Databento's latest enhancement to our Python client library introduces a Parquet transcoder and chunked iterator.

Columnar file formats like Apache Parquet have several advantages over row-based formats (e.g., CSV) in handling large datasets. The format offers fast read/write speeds and smaller compressed file sizes. It's suitable for storing large volumes of historical tick data, such as those required for backtesting.

As a popular open source format, Parquet is compatible with tools and platforms used for the quantitative analysis of market data. This includes integration with Python-based data science libraries like pandas, polars, and pyarrow.

Our proprietary encoding, DBN, is excellent for users in the Python data science ecosystem as both a real-time message encoding and historical data storage format. Now, Python users can also transcode DBN data directly to Parquet.

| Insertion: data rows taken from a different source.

//! Dtospec Core - one field declaration drives validation, transformation and schema
//!
//! A DTO author declares each field once. From that single configuration the
//! crate derives three artifacts that cannot drift apart:
//!
//! - **Validation rule**: accepts or rejects a raw wire value with a uniform,
//!   field-keyed message
//! - **Transform pair**: parse (wire -> model) and serialize (model -> wire)
//! - **Schema fragment**: the JSON Schema property describing the field
//!
//! # Main Components
//!
//! - [`field`]: field kinds behind the [`FieldKind`] capability trait
//! - [`dto`]: the [`DtoBuilder`] composer, validation and serialization
//!   interfaces, registries and declaration documents
//! - [`error`]: declaration-time [`Error`] and request-time [`InputError`]
//!
//! # Example
//!
//! ```
//! use dtospec_core::{BooleanOptions, DtoDescriptor};
//! use serde_json::json;
//!
//! let test = DtoDescriptor::builder("Test")
//!     .boolean("constantBooleanField", BooleanOptions::new().constant(false))
//!     .build()
//!     .unwrap();
//!
//! let err = test.input(&json!({"constantBooleanField": true})).unwrap_err();
//! assert_eq!(err.message(), "constantBooleanField must be a boolean value");
//! ```

pub mod dto;
pub mod error;
pub mod field;

pub use dto::{
    DeclarationDocument, DtoBuilder, DtoDescriptor, DtoInstance, DtoRegistry, FieldBinding,
};
pub use error::{Error, FieldValidationError, InputError, Result};
pub use field::{
    BooleanField, BooleanOptions, FieldConfiguration, FieldKind, ModelValue, SchemaFragment,
    SchemaType,
};

/// Library version
pub const VERSION: &str = env!("CARGO_PKG_VERSION");
//! Shell completions command handler

use crate::cli::{CompletionsArgs, Shell};
use crate::error::Result;
use clap::CommandFactory;
use std::io::{self, Write};

/// Handle the completions command
pub fn handle_completions(args: CompletionsArgs) -> Result<()> {
    write_completions(args.shell, &mut io::stdout())
}

fn write_completions<W: Write>(shell: Shell, out: &mut W) -> Result<()> {
    let mut cmd = crate::cli::Cli::command();
    let name = cmd.get_name().to_string();

    clap_complete::generate(shell.to_clap_shell(), &mut cmd, name, out);
    out.flush()?;
    Ok(())
}
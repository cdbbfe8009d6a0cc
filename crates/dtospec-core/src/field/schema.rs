//! Schema fragment types
//!
//! A fragment describes one property of an object schema. Required-ness is
//! carried alongside but is not serialized into the fragment itself; the
//! document assembler moves it into the containing object's `required` list.
//!
//! Copyright (c) 2025 Dtospec Team
//! Licensed under the Apache-2.0 license

use serde::Serialize;
use serde_json::Value;
use std::fmt;

/// Logical JSON Schema type advertised for a field
#[derive(Debug, Clone, Copy, PartialEq, Eq, Serialize)]
#[serde(rename_all = "lowercase")]
pub enum SchemaType {
    Boolean,
    String,
    Number,
    Integer,
    Array,
    Object,
}

impl fmt::Display for SchemaType {
    fn fmt(&self, f: &mut fmt::Formatter<'_>) -> fmt::Result {
        match self {
            SchemaType::Boolean => write!(f, "boolean"),
            SchemaType::String => write!(f, "string"),
            SchemaType::Number => write!(f, "number"),
            SchemaType::Integer => write!(f, "integer"),
            SchemaType::Array => write!(f, "array"),
            SchemaType::Object => write!(f, "object"),
        }
    }
}

/// Schema contribution of a single field
#[derive(Debug, Clone, PartialEq, Serialize)]
pub struct SchemaFragment {
    #[serde(rename = "type")]
    pub schema_type: SchemaType,

    #[serde(rename = "enum", skip_serializing_if = "Option::is_none")]
    pub enum_values: Option<Vec<Value>>,

    #[serde(skip_serializing_if = "Option::is_none")]
    pub description: Option<String>,

    #[serde(skip_serializing_if = "std::ops::Not::not")]
    pub deprecated: bool,

    /// Whether the containing object lists this field as required
    #[serde(skip)]
    pub required: bool,
}

impl SchemaFragment {
    /// A required fragment of the given type with no other keywords
    pub fn of_type(schema_type: SchemaType) -> Self {
        Self {
            schema_type,
            enum_values: None,
            description: None,
            deprecated: false,
            required: true,
        }
    }
}
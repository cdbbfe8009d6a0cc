//! DTO shapes, the composer, and the validation / serialization interfaces
//!
//! The module is organized into:
//! - `descriptor`: [`DtoDescriptor`] and the [`DtoBuilder`] composer
//! - `instance`: validated [`DtoInstance`] values
//! - `validator`: raw payload -> instance (first-error-wins, whitelist)
//! - `serializer`: instance -> wire mapping
//! - `registry`: named collections of shapes
//! - `declaration`: shapes declared from JSON/YAML documents
//!
//! # Example
//!
//! ```
//! use dtospec_core::dto::{DtoDescriptor, DtoInstance};
//! use dtospec_core::field::BooleanOptions;
//! use serde_json::json;
//!
//! let test = DtoDescriptor::builder("Test")
//!     .boolean("booleanField", BooleanOptions::new().stringified())
//!     .build()
//!     .unwrap();
//!
//! let instance = test.input(&json!({"booleanField": "true"})).unwrap();
//! assert_eq!(instance, DtoInstance::new().with("booleanField", true));
//! assert_eq!(test.output(&instance)["booleanField"], json!("true"));
//! ```
//!
//! Copyright (c) 2025 Dtospec Team
//! Licensed under the Apache-2.0 license

pub mod declaration;
pub mod descriptor;
pub mod instance;
pub mod registry;
pub mod serializer;
pub mod validator;

#[cfg(test)]
mod tests;

pub use declaration::{DeclarationDocument, DtoDeclaration, FieldDeclaration};
pub use descriptor::{DtoBuilder, DtoDescriptor, FieldBinding};
pub use instance::DtoInstance;
pub use registry::DtoRegistry;
pub use serializer::output;
pub use validator::{input, input_async, validate_batch};
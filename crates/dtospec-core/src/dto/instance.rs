//! Validated DTO instances

use crate::field::ModelValue;
use serde::Serialize;
use serde_json::{Map, Value};
use std::collections::BTreeMap;

/// Model values of one DTO instance, keyed by field name
///
/// Unset fields are simply missing; there is no `null` placeholder.
#[derive(Debug, Clone, Default, PartialEq, Serialize)]
#[serde(transparent)]
pub struct DtoInstance {
    values: BTreeMap<String, ModelValue>,
}

impl DtoInstance {
    pub fn new() -> Self {
        Self::default()
    }

    /// Builder-style setter, mostly for constructing expected instances
    pub fn with(mut self, field: impl Into<String>, value: impl Into<ModelValue>) -> Self {
        self.set(field, value);
        self
    }

    pub fn set(&mut self, field: impl Into<String>, value: impl Into<ModelValue>) {
        self.values.insert(field.into(), value.into());
    }

    pub fn unset(&mut self, field: &str) -> Option<ModelValue> {
        self.values.remove(field)
    }

    pub fn get(&self, field: &str) -> Option<&ModelValue> {
        self.values.get(field)
    }

    pub fn is_set(&self, field: &str) -> bool {
        self.values.contains_key(field)
    }

    pub fn len(&self) -> usize {
        self.values.len()
    }

    pub fn is_empty(&self) -> bool {
        self.values.is_empty()
    }

    pub fn iter(&self) -> impl Iterator<Item = (&str, &ModelValue)> {
        self.values.iter().map(|(name, value)| (name.as_str(), value))
    }

    /// Model view as a JSON object (no wire encoding applied)
    pub fn to_json(&self) -> Value {
        let map: Map<String, Value> = self
            .values
            .iter()
            .map(|(name, value)| (name.clone(), value.to_json()))
            .collect();
        Value::Object(map)
    }
}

Transcoding to Parquet supports automatic symbol mapping as well as timestamp and price formatting. Here's an example using Python:

import databento as db

client = db.Historical()
data = client.timeseries.get_range(
    dataset="OPRA.PILLAR",
    symbols="SPX.OPT",
    stype_in="parent",
    schema="trades",
    start="2023-12-15"
)

data.to_parquet(
    "spx-opt-20231215.trades.parquet",
    pretty_ts = True,
    price_type = "fixed",
    map_symbols = True,
)

This also provides the benefit of writing large datasets in DBN straight to a Parquet file, even on machines with limited memory resources. Our library method handles chunked writing under the hood, eliminating the need for users to manage large pandas DataFrame objects in memory or buffer the data themselves.

Our Python client library now supports iterating and reading large DBN blobs incrementally in chunks, drastically reducing the memory requirements for large files. Alongside the latest Parquet support, CSV and JSON transcoding from DBN also benefit from this improvement. The count parameter, available on DBNStore.to_df and DBNStore.to_ndarray allows the DBN file to be read in chunks the length of count.

import databento as db

client = db.Historical()
data = client.timeseries.get_range(
    dataset="OPRA.PILLAR",
    symbols="SPX.OPT",
    stype_in="parent",
    schema="trades",
    start="2023-12-15"
)

for df in data.to_df(count=100):
  print(df)  # contains at most 100 rows

Parquet support is currently limited to our Python client library and is based on pyarrow. When Parquet support is added to the official DBN library, we'll remove this pyarrow dependency. We then plan to extend Parquet support to C++, Rust, and our batch download service in future releases.